The word ‘peri-menopausal’ jumps out at me a lot these days. All the doctors I have happened to meet in the last 2 years, usually family friends, or family, or friends, and half of them women – for a cold, or fever, stomach upset or palpitations, or just because they are there – ask me how old I am, and then say, ‘peri-menopausal’. And family or friends who are not doctors, and all women too, suggest gently, ‘peri-menopausal?’ And maybe only I can sense it, but everyone’s noses pucker up a little at the word, just a little, the way my nose puckers up when I am sniffing inside a tiny box I got out of the freezer, at something I no longer recognize, wondering what the hell it is, when I put that in, if I can actually do anything with it, apart from killing my family, if in fact, it is food anymore or has acquired a life of its own?

Usually the contents of the tiny box just go into the garbage because I don’t really fancy killing anyone at all, though I have been wanting to slap people a lot. Or at least people who annoy me. And I have been getting annoyed a lot. But I haven’t slapped anyone yet.

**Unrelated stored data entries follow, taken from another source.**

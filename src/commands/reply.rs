//! Structured replies returned by every command.
//!
//! A [`Reply`] is a title followed by ordered name/value fields. Handlers build
//! replies with [`render`]; the bot turns them into Markdown with
//! [`Reply::to_markdown`] right before delivery.

/// How a field is laid out when rendered.
#[derive(Debug, Clone, Copy, PartialEq, Eq)]
pub enum Display {
    /// Shares a line with neighbouring inline fields.
    Inline,
    /// Always starts on its own line.
    Block,
}

/// One named entry of a reply.
#[derive(Debug, Clone, PartialEq, Eq)]
pub struct Field {
    pub name: String,
    pub value: String,
    pub display: Display,
}

impl Field {
    pub fn block(name: impl Into<String>, value: impl Into<String>) -> Self {
        Field {
            name: name.into(),
            value: value.into(),
            display: Display::Block,
        }
    }

    pub fn inline(name: impl Into<String>, value: impl Into<String>) -> Self {
        Field {
            name: name.into(),
            value: value.into(),
            display: Display::Inline,
        }
    }
}

/// A titled list of fields, the only shape handed back to the bot.
#[derive(Debug, Clone, PartialEq, Eq)]
pub struct Reply {
    pub title: String,
    pub fields: Vec<Field>,
}

/// Builds a reply. Field order is preserved as given.
pub fn render(title: &str, fields: Vec<Field>) -> Reply {
    Reply {
        title: title.to_owned(),
        fields,
    }
}

impl Reply {
    /// Renders the reply as Matrix flavoured Markdown.
    ///
    /// The title becomes a heading. Block fields put their bold name on one line
    /// and their value on the next; consecutive inline fields are joined on a
    /// single line as `**name**: value`. Empty values are omitted.
    pub fn to_markdown(&self) -> String {
        let mut lines: Vec<String> = vec![format!("### {}", self.title)];
        let mut inline_run: Vec<String> = Vec::new();

        for field in &self.fields {
            match field.display {
                Display::Inline => {
                    inline_run.push(format!("**{}**: {}", field.name, field.value));
                }
                Display::Block => {
                    if !inline_run.is_empty() {
                        lines.push(inline_run.join(" · "));
                        inline_run.clear();
                    }
                    lines.push(format!("**{}**", field.name));
                    if !field.value.is_empty() {
                        lines.push(field.value.clone());
                    }
                }
            }
        }

        if !inline_run.is_empty() {
            lines.push(inline_run.join(" · "));
        }

        lines.join("\n\n")
    }
}

#[cfg(test)]
mod tests {
    use super::*;

    #[test]
    fn test_render_keeps_title_and_field_order() {
        let reply = render(
            "Traducción",
            vec![
                Field::block("Ana mandó:", "Hola mundo"),
                Field::block("que se traduce como:", "Hello world"),
            ],
        );

        assert_eq!(reply.title, "Traducción");
        assert_eq!(reply.fields.len(), 2);
        assert_eq!(reply.fields[0].name, "Ana mandó:");
        assert_eq!(reply.fields[1].value, "Hello world");
    }

    #[test]
    fn test_render_is_pure() {
        let fields = vec![Field::inline("a", "1"), Field::block("b", "")];
        let first = render("t", fields.clone());
        let second = render("t", fields);

        assert_eq!(first, second);
    }

    #[test]
    fn test_render_accepts_no_fields() {
        let reply = render("Vacío", vec![]);

        assert!(reply.fields.is_empty());
        assert_eq!(reply.to_markdown(), "### Vacío");
    }

    #[test]
    fn test_to_markdown_block_fields() {
        let reply = render(
            "Traducción",
            vec![
                Field::block("Ana mandó:", "Hola"),
                Field::block("que se traduce como:", "Hello"),
            ],
        );

        assert_eq!(
            reply.to_markdown(),
            "### Traducción\n\n**Ana mandó:**\n\nHola\n\n**que se traduce como:**\n\nHello"
        );
    }

    #[test]
    fn test_to_markdown_joins_inline_runs() {
        let reply = render(
            "Traducción JP",
            vec![
                Field::block("Japonés", "猫"),
                Field::inline("Hiragana", "ねこ"),
                Field::inline("Romaji", "neko"),
                Field::block("------------", ""),
            ],
        );

        assert_eq!(
            reply.to_markdown(),
            "### Traducción JP\n\n**Japonés**\n\n猫\n\n**Hiragana**: ねこ · **Romaji**: neko\n\n**------------**"
        );
    }

    #[test]
    fn test_to_markdown_trailing_inline_fields() {
        let reply = render("t", vec![Field::inline("a", "1"), Field::inline("b", "2")]);

        assert_eq!(reply.to_markdown(), "### t\n\n**a**: 1 · **b**: 2");
    }
}
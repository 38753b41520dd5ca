//! High level Matrix client used by the bot.

use anyhow::{Context, anyhow};
use log::{debug, error, info};
use matrix_sdk::{
    Client, Room, RoomMemberships,
    ruma::{
        EventId, OwnedUserId, RoomId, UserId,
        api::client::room::create_room::v3::Request as CreateRoomRequest,
        events::room::message::{
            AddMentions, ForwardThread, ReplyMetadata, RoomMessageEventContent,
        },
    },
};

use crate::matrix::{
    Credentials, encryption::setup_client, session::SessionStore, sync::MatrixSync,
};

const DISPLAY_NAME: &str = "Chikis";

pub struct MatrixClient {
    matrix_sync: MatrixSync,
    client: Client,
}

impl MatrixClient {
    /// Logs in, or restores the session saved in `session_path`.
    pub async fn new(credentials: &Credentials, session_path: &str) -> anyhow::Result<Self> {
        let store = SessionStore::open(session_path).await;
        let client = setup_client(credentials, &store)
            .await
            .context("failed to setup matrix client")?;

        client.account().set_display_name(Some(DISPLAY_NAME)).await?;

        let matrix_sync = MatrixSync::new(&client, &store);

        Ok(MatrixClient {
            matrix_sync,
            client,
        })
    }

    pub async fn sync<R, F>(&self, on_ready: R, on_message: F) -> anyhow::Result<()>
    where
        R: FnOnce(),
        F: Fn(String, String, String, String) + Send + Sync + 'static,
    {
        self.matrix_sync.sync(on_ready, on_message).await
    }

    pub fn is_own_user(&self, user_id: &str) -> bool {
        self.client
            .user_id()
            .is_some_and(|own| own.as_str() == user_id)
    }

    fn room(&self, room_id: &str) -> anyhow::Result<Room> {
        let room_id = RoomId::parse(room_id)?;
        self.client
            .get_room(&room_id)
            .ok_or_else(|| anyhow!("unknown room {}", room_id))
    }

    /// Display name of `user_id` in the room, its localpart when unknown.
    pub async fn member_name(&self, room_id: &str, user_id: &str) -> String {
        let Ok(parsed) = UserId::parse(user_id) else {
            return user_id.to_owned();
        };

        if let Ok(room) = self.room(room_id)
            && let Ok(Some(member)) = room.get_member(&parsed).await
        {
            return member.name().to_owned();
        }

        parsed.localpart().to_owned()
    }

    /// Sends `body` to the room. Returns the id of the sent event.
    pub async fn send_markdown(&self, room_id: &str, body: &str) -> Option<String> {
        self.send(room_id, RoomMessageEventContent::text_markdown(body))
            .await
    }

    /// Sends `body` as a reply to `event_id`. Returns the id of the sent event.
    pub async fn send_reply(
        &self,
        room_id: &str,
        sender_id: &str,
        event_id: &str,
        body: &str,
    ) -> Option<String> {
        let (Ok(sender), Ok(event)) = (UserId::parse(sender_id), EventId::parse(event_id)) else {
            error!("invalid reply target {} / {}", sender_id, event_id);
            return None;
        };

        let content = RoomMessageEventContent::text_markdown(body).make_reply_to(
            ReplyMetadata::new(&event, &sender, None),
            ForwardThread::No,
            AddMentions::No,
        );

        self.send(room_id, content).await
    }

    async fn send(&self, room_id: &str, content: RoomMessageEventContent) -> Option<String> {
        let room = match self.room(room_id) {
            Ok(room) => room,
            Err(e) => {
                error!("failed to send message: {:?}", e);
                return None;
            }
        };

        match room.send(content).await {
            Ok(sent) => Some(sent.event_id.to_string()),
            Err(e) => {
                error!("failed to send message: {:?}", e);
                None
            }
        }
    }

    pub async fn redact(&self, room_id: &str, event_id: &str) -> anyhow::Result<()> {
        let room = self.room(room_id)?;
        let event_id = EventId::parse(event_id)?;
        room.redact(&event_id, None, None).await?;

        debug!("redacted {} in {}", event_id, room_id);
        Ok(())
    }

    /// Replaces a room by a new one with the same name and topic.
    ///
    /// Current members are invited to the new room, then the bot leaves the old
    /// one so its history is no longer reachable from the channel. Returns the
    /// id of the new room.
    pub async fn recreate_room(&self, room_id: &str) -> anyhow::Result<String> {
        let room = self.room(room_id)?;

        let invite: Vec<OwnedUserId> = room
            .members(RoomMemberships::JOIN)
            .await?
            .iter()
            .map(|member| member.user_id().to_owned())
            .filter(|user_id| !self.is_own_user(user_id.as_str()))
            .collect();

        let mut request = CreateRoomRequest::new();
        request.name = room.name();
        request.topic = room.topic();
        request.invite = invite;

        let new_room = self.client.create_room(request).await?;
        room.leave().await?;

        info!("room {} replaced by {}", room_id, new_room.room_id());
        Ok(new_room.room_id().to_string())
    }
}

Or tipped myself into the garbage. Instead I have been skulking and sulking and sobbing, and whining, oh, lots of whining, and moping, not coping, and definitely not smiling. I have been thinking of those times when I smiled too much, smiled when I had reason not to, when I ought not to have, when I did not need to, when I should not have, or just because. And though I am not so good at misery, and it does not do as much for my cheekbones as a smile, I am determined to be grumpy .

‘Peri-menopausal’ is a good time to stop being nice. Even if you are not really nice, in the first place. No one can blame you.

It is also a good time to be lazy, to shop more, to stop feeling guilty or responsible, to take days off from reading the newspapers, to procrastinate and allow your tax penalties to pile up, to stop cooking or putting things in the freezer, or removing things from the freezer, or to be clever and just pass on the jobs you don’t want to do, to someone else.

We were watching ‘Manhattan Murder Mystery‘ the other day, a scene where Diane Keaton and Woody Allen get stuck in the elevator, and Woody Allen is going on and on about his claustrophobia, panicking, almost fainting, pushing his face and nose into the elevator wall. My claustrophobia has got worse, moved from locked doors and small rooms to flights to darkness, to being stuck in a car in traffic, to watching traffic from my window. Allen makes my phobia manageable, because he makes his own laughable.

Can anyone remember if he has done anything on ‘peri-menopausal’? The only person who can get me through this funk is Woody Allen.